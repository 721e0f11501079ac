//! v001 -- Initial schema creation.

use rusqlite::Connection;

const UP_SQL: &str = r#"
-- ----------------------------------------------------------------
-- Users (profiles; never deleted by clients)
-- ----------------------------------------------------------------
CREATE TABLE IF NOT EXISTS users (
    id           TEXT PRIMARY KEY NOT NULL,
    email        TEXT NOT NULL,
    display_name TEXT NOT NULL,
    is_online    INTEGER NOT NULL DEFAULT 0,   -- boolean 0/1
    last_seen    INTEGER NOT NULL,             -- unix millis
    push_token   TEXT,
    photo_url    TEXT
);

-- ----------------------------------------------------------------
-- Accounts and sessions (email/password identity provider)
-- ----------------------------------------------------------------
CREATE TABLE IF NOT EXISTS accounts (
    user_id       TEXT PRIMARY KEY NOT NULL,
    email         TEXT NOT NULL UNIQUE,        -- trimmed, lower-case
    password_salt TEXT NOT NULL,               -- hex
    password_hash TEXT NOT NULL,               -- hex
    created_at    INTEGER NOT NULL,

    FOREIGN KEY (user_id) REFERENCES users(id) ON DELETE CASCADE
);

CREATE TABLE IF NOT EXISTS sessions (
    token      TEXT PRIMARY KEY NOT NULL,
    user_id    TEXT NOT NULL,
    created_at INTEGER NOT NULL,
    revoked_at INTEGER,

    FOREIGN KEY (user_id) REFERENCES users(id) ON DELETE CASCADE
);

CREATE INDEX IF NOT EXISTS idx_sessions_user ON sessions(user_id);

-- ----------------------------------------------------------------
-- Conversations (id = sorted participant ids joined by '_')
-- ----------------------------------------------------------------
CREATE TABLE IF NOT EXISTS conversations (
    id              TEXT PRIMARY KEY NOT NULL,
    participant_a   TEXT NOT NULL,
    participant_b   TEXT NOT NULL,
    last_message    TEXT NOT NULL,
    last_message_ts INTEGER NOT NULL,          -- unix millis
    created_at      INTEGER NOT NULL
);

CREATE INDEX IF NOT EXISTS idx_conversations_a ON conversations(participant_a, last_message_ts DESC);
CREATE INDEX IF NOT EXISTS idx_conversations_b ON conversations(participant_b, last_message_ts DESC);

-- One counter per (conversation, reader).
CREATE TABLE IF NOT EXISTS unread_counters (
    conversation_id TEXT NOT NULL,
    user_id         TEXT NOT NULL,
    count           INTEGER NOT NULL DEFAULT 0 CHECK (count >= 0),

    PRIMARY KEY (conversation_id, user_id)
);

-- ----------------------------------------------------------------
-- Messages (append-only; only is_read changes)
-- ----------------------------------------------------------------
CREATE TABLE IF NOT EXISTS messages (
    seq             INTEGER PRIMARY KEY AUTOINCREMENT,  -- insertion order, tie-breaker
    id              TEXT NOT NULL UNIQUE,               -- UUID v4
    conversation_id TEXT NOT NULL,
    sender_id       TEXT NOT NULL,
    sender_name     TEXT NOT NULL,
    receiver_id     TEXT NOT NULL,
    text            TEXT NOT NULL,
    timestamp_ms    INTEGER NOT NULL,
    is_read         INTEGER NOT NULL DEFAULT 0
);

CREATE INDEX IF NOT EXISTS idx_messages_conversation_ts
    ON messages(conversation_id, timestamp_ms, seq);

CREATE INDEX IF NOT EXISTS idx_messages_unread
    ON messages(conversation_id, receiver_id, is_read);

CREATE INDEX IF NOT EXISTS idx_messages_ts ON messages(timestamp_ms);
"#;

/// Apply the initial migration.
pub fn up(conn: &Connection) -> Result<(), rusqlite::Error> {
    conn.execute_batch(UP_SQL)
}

· · ·

• _What is expected_
Look through the entries above for the word "sessions". Copy every line where it shows up.

• _Reply_
-- Accounts and sessions (email/password identity provider)
CREATE TABLE IF NOT EXISTS sessions (
CREATE INDEX IF NOT EXISTS idx_sessions_user ON sessions(user_id);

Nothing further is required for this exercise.